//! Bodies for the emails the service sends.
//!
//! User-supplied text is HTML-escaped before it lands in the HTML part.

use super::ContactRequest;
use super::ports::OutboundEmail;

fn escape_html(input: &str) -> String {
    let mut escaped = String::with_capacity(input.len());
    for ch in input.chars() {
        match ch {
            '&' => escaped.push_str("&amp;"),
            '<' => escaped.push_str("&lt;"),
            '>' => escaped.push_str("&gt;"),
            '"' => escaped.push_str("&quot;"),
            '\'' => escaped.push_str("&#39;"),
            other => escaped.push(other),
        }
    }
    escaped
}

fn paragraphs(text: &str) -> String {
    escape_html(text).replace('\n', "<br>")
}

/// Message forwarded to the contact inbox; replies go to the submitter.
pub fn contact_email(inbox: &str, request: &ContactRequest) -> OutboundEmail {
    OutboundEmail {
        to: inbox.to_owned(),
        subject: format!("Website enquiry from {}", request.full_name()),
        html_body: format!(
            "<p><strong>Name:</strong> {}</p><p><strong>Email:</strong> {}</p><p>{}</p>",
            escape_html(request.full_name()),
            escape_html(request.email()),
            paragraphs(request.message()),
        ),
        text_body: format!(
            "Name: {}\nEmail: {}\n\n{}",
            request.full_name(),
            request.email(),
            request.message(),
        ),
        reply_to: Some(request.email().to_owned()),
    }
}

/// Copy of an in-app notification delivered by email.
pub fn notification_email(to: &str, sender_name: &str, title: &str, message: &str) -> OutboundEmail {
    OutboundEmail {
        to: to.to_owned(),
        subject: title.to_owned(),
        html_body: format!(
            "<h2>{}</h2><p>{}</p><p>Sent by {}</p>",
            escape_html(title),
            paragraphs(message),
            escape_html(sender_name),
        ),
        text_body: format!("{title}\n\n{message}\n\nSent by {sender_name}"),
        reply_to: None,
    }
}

* * * *

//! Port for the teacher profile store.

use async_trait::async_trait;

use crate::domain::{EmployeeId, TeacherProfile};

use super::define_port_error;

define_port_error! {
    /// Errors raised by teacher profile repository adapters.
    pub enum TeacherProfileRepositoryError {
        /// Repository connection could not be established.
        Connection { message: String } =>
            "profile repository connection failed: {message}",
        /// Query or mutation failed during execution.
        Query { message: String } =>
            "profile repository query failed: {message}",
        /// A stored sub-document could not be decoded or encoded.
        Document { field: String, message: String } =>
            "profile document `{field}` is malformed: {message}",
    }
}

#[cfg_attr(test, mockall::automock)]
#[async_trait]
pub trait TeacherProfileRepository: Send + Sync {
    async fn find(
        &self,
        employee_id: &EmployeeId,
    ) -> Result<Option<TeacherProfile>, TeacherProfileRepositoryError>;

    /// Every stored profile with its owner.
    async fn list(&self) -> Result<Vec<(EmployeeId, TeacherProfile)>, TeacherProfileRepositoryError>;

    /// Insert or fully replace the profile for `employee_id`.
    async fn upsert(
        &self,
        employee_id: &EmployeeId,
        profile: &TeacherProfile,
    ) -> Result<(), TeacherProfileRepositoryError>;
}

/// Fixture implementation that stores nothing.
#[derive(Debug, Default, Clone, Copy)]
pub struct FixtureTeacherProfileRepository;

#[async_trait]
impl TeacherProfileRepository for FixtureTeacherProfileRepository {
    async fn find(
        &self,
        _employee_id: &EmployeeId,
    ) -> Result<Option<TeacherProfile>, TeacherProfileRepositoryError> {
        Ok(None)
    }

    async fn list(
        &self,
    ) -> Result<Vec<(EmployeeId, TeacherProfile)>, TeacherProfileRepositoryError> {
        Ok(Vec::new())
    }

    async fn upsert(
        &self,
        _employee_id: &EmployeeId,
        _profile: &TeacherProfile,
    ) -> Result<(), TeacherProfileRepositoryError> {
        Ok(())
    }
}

* * * *

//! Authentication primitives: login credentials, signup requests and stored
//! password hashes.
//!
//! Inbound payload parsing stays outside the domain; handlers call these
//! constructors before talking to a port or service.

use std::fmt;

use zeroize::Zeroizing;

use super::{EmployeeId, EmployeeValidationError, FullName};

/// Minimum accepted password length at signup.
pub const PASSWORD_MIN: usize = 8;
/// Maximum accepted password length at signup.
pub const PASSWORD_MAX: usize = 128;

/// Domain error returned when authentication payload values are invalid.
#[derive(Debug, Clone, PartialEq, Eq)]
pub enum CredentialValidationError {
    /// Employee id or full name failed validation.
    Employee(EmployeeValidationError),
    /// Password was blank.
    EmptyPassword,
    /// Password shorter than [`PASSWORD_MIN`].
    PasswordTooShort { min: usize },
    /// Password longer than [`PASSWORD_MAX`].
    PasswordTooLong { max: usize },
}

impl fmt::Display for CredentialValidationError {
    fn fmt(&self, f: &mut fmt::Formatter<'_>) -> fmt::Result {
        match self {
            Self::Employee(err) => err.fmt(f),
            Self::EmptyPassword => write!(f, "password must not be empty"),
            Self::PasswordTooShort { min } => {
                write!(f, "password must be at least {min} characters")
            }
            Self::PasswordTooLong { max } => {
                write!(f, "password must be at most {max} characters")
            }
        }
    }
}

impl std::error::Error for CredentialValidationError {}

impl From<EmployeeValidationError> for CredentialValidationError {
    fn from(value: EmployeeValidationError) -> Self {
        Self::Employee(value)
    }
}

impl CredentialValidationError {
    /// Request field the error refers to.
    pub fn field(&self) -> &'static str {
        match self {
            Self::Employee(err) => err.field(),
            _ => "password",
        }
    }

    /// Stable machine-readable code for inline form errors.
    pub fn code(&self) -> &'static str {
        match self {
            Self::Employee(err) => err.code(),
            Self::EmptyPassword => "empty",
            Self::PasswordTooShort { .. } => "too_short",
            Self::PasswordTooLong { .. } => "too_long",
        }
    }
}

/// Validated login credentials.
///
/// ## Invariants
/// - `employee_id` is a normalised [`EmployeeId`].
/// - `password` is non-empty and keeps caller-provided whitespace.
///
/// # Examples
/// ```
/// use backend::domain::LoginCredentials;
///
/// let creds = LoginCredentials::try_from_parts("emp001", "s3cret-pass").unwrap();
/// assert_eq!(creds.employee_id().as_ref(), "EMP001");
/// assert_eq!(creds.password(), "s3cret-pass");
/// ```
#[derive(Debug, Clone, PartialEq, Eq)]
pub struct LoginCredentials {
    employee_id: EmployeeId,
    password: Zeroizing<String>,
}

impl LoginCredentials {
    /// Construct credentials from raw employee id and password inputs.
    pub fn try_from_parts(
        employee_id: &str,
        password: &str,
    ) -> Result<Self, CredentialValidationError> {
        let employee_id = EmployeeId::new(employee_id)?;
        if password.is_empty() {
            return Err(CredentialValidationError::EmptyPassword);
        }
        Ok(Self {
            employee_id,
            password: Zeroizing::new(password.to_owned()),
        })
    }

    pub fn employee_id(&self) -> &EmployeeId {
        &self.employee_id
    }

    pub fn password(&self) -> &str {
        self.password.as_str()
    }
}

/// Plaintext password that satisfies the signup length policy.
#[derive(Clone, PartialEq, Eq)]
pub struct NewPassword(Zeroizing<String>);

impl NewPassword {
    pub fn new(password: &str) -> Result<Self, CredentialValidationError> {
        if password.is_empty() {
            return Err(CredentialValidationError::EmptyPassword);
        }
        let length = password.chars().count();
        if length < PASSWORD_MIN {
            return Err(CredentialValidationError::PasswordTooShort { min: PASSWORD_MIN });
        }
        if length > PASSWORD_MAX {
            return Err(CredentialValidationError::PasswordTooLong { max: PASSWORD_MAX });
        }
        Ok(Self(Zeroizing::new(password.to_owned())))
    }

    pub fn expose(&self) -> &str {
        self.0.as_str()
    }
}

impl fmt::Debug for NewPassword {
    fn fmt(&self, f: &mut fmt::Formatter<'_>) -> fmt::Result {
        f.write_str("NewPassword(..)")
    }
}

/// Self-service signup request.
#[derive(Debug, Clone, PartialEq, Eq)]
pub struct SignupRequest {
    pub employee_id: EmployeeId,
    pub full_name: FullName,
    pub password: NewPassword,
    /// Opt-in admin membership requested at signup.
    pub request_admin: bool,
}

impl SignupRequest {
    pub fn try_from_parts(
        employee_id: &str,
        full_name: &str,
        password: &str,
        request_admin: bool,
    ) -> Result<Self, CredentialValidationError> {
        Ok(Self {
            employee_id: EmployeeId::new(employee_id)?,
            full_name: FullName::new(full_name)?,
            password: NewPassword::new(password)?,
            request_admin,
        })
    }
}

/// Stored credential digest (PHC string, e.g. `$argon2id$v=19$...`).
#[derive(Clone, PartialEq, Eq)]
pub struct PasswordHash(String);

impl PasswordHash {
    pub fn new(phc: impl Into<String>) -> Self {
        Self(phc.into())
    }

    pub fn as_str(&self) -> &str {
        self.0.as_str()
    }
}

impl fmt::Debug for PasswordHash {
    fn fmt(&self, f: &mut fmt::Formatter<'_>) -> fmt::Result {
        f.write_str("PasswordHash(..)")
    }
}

* * * *

_TRY IT:_ Copy out each line of the listing that holds the string "Option".

_REPLY:_
    ) -> Result<Option<TeacherProfile>, TeacherProfileRepositoryError>;
    ) -> Result<Option<TeacherProfile>, TeacherProfileRepositoryError> {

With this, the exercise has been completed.